Off to the Races
“VROOM VROOM”, was the sound going through the Cub Scouts’ minds as they walked up to place their pinewood derby car on the worn down, but smooth, wooden race track. This was the moment they had been preparing for weeks. Each Cub Scout spent many hours fine-tuning their racecar, transforming it from a block of wood into a magnificent machine. Although the cars differed in appearance, every boy had the same goal: win the pinewood derby. They were each hopeful that they were the one who would bring home the gleaming 1st place trophy! As the boys placed their pinewood derby cars on the track, they admired the other cars alongside their own. As they did this, they realized their competition were their close friends in the local Cub Scout Troop. This was a friendly competition where woodworking, dedication, and creativity were showcased. Regardless of the results of the pinewood derby, they would still have good friends and have fun participating. The nerves settled down and the boys took a few steps back from the race track. The countdown began: 3…2…1… and the race was on.
The pinewood derby is one of many fun and exciting activities that takes place in the Cub Scouts organization of the Boy Scouts of America. The Boy Scouts of America focuses on teaching important moral principles and values to each participant. As a leader in scouting, it is important to be a good example of these values and principles. During our time as students at Des Moines University College of Podiatric Medicine and Surgery, we volunteer as leaders in the Boy Scouts of America organization. This requires multiple hours each week of planning and running activities for young men. It also requires that we are competent in scouting principles, and to live them ourselves. We feel one of the most important attributes of a good podiatric physician is service. As such, we felt that it was important to volunteer our time to help the youth in the community learn important lessons through scouting. The Scout Law outlines that Scouts are to be trustworthy, loyal, helpful, friendly, courteous, kind and many other important attributes. Dedicated teamwork is also emphasized as boys learn to accomplish a common goal. Leaders facilitate home learning by interacting with parents and family members. Scouting is a great environment where kids learn quickly that if you work hard, treat others with respect, and set goals, then you can have success. In scouting, awards are given to scouts who accomplish requirements. This instills that hard work leads to achievement.
If we show our patients that we have an attitude of service, trust and respect will assuredly be developed.
Scouting was a great experience for both of us. We appreciate what we have learned from our time spent with Scouts, families and fellow leaders. As future podiatric physicians, we feel it is important to reach out and serve those in our communities. Soon, we will develop a competency to diagnose and treat foot and ankle pathology. As such, we now have a higher capacity to serve and help others because when we are treating the foot and ankle, we are treating an individual. If we show our patients that we have an attitude of service, trust and respect will assuredly be developed.

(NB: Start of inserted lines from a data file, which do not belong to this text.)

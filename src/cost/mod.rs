pub mod tracker;
pub mod types;

pub use tracker::UsageTracker;
pub use types::{CallCost, CostRates};
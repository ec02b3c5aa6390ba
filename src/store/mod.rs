//! Persistence for tenants, catalogs, conversation turns and usage records.
//!
//! The traits are synchronous; every call is a single short SQLite statement
//! or transaction and is made directly from request handlers.

pub mod models;
pub mod sqlite;

pub use models::{
    ConversationStats, ConversationTurn, NewProduct, NewTenant, Product, Role, Tenant,
    TokenUsageStats, UsageRecord, PLATFORM_TELEGRAM,
};
pub use sqlite::SqliteStore;

use anyhow::Result;

/// Tenants keyed by identifier, token, platform id and row id.
pub trait TenantRegistry: Send + Sync {
    fn find_by_identifier(&self, identifier: &str) -> Result<Option<Tenant>>;
    fn find_by_id(&self, id: i64) -> Result<Option<Tenant>>;
    fn find_by_token(&self, access_token: &str) -> Result<Option<Tenant>>;
    fn find_by_platform_id(&self, platform_api_id: i64) -> Result<Option<Tenant>>;
    fn list_by_owner(&self, owner_id: i64) -> Result<Vec<Tenant>>;
    fn insert_tenant(&self, tenant: NewTenant) -> Result<Tenant>;
    /// Persist mutable fields (display name, shop name, description).
    fn update_tenant(&self, tenant: &Tenant) -> Result<()>;
    /// Remove the tenant and its products. Returns whether a row existed.
    fn delete_tenant(&self, id: i64) -> Result<bool>;
}

/// Products per tenant. Every listing is ordered by product id.
pub trait CatalogStore: Send + Sync {
    fn products_for_tenant(&self, tenant_id: i64) -> Result<Vec<Product>>;
    fn products_in_catalog(&self, tenant_id: i64, catalog: &str) -> Result<Vec<Product>>;
    fn products_in_subcategory(&self, tenant_id: i64, subcategory: &str) -> Result<Vec<Product>>;
    fn product(&self, id: i64) -> Result<Option<Product>>;
    fn insert_product(&self, product: NewProduct) -> Result<Product>;
    fn update_product(&self, product: &Product) -> Result<()>;
    fn delete_product(&self, id: i64) -> Result<bool>;
}

/// Append-only conversation log.
pub trait ConversationStore: Send + Sync {
    fn append_turn(
        &self,
        chat_id: i64,
        tenant_identifier: &str,
        role: Role,
        content: &str,
    ) -> Result<ConversationTurn>;

    /// At most `limit` turns for the chat, newest first.
    fn recent_turns(
        &self,
        chat_id: i64,
        tenant_identifier: &str,
        limit: usize,
    ) -> Result<Vec<ConversationTurn>>;

    fn conversation_stats(&self, tenant_identifier: &str) -> Result<ConversationStats>;
}

/// Write-once usage records.
pub trait UsageStore: Send + Sync {
    fn record_usage(&self, record: &UsageRecord) -> Result<()>;
    fn usage_for_tenant(&self, tenant_identifier: &str) -> Result<Vec<UsageRecord>>;
}

/// Everything the webhook pipeline reads and writes.
pub trait Store: TenantRegistry + CatalogStore + ConversationStore + UsageStore {}

impl<T: TenantRegistry + CatalogStore + ConversationStore + UsageStore> Store for T {}
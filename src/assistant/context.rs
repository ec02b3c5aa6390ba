//! Grounding text and message assembly for catalog-constrained answers.

use crate::providers::ChatMessage;
use crate::store::{ConversationTurn, Product, Role};
use std::collections::BTreeMap;
use std::fmt::Write;

/// Label used for products without a catalog or subcategory.
const UNSORTED_LABEL: &str = "Other";

fn group_label(value: &str) -> &str {
    let trimmed = value.trim();
    if trimmed.is_empty() {
        UNSORTED_LABEL
    } else {
        trimmed
    }
}

/// One grounding line per product, grouped catalog → subcategory.
///
/// Image URLs are carried inline as `[IMAGE: <url>]` so the model can quote
/// them instead of inventing links.
pub fn render_catalog(products: &[Product], currency_label: &str) -> String {
    if products.is_empty() {
        return "The catalog is currently empty.\n".to_string();
    }

    let mut grouped: BTreeMap<&str, BTreeMap<&str, Vec<&Product>>> = BTreeMap::new();
    for product in products {
        grouped
            .entry(group_label(&product.catalog))
            .or_default()
            .entry(group_label(&product.subcategory))
            .or_default()
            .push(product);
    }

    let mut out = String::new();
    for (catalog, subcategories) in &grouped {
        let _ = writeln!(out, "Catalog: {catalog}");
        for (subcategory, items) in subcategories {
            let _ = writeln!(out, "  Subcategory: {subcategory}");
            for product in items {
                let _ = write!(out, "    - {} ({} {})", product.name, product.price, currency_label);
                if let Some(description) = product
                    .description
                    .as_deref()
                    .map(str::trim)
                    .filter(|d| !d.is_empty())
                {
                    let _ = write!(out, ": {description}");
                }
                if !product.in_stock {
                    out.push_str(" (out of stock)");
                }
                if let Some(url) = product.image() {
                    let _ = write!(out, " [IMAGE: {url}]");
                }
                out.push('\n');
            }
        }
    }
    out
}

pub fn system_prompt(shop_name: &str, catalog_text: &str) -> String {
    format!(
        "You are the sales assistant of the online shop \"{shop_name}\".\n\
         Answer customer questions using only the product catalog below.\n\
         Rules:\n\
         - Never invent products, prices or links that are not in the catalog.\n\
         - If nothing in the catalog matches the request, say so politely and suggest browsing with /catalog.\n\
         - When recommending a product, always mention its exact name as written in the catalog.\n\
         - Only mention image links exactly as given in [IMAGE: ...] markers.\n\
         - Keep answers short and friendly.\n\n\
         Product catalog:\n{catalog_text}"
    )
}

/// `[system, ...history oldest-first, user]` from newest-first stored turns.
pub fn build_messages(
    system: String,
    history_newest_first: &[ConversationTurn],
    user_text: &str,
) -> Vec<ChatMessage> {
    let mut messages = Vec::with_capacity(history_newest_first.len() + 2);
    messages.push(ChatMessage::system(system));
    messages.extend(history_newest_first.iter().rev().map(|turn| match turn.role {
        Role::User => ChatMessage::user(turn.content.clone()),
        Role::Assistant => ChatMessage::assistant(turn.content.clone()),
    }));
    messages.push(ChatMessage::user(user_text));
    messages
}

We hope the reader is understanding the value of two important principles that each successful podiatrist must have: an attitude of service and competence. We need to have both qualities. We cannot let an attitude of service fall into the hazy backdrop of our aspirations to become competent podiatrists. On the contrary, one cannot fully serve without competence. If we create an imbalance, we could find ourselves treating pathology accurately, while forgetting about the individual who presents with that pathology. Those patients may be very dissatisfied with the care they received even though the diagnosis and treatment were valid. Even in common situations where a patient’s condition will not be resolved immediately, offering a competent and service-oriented care approach is invaluable. This can make all the difference. The patient and provider will grow in trust towards one another. Treatment plans will be mutually agreed upon, and expectations will be met.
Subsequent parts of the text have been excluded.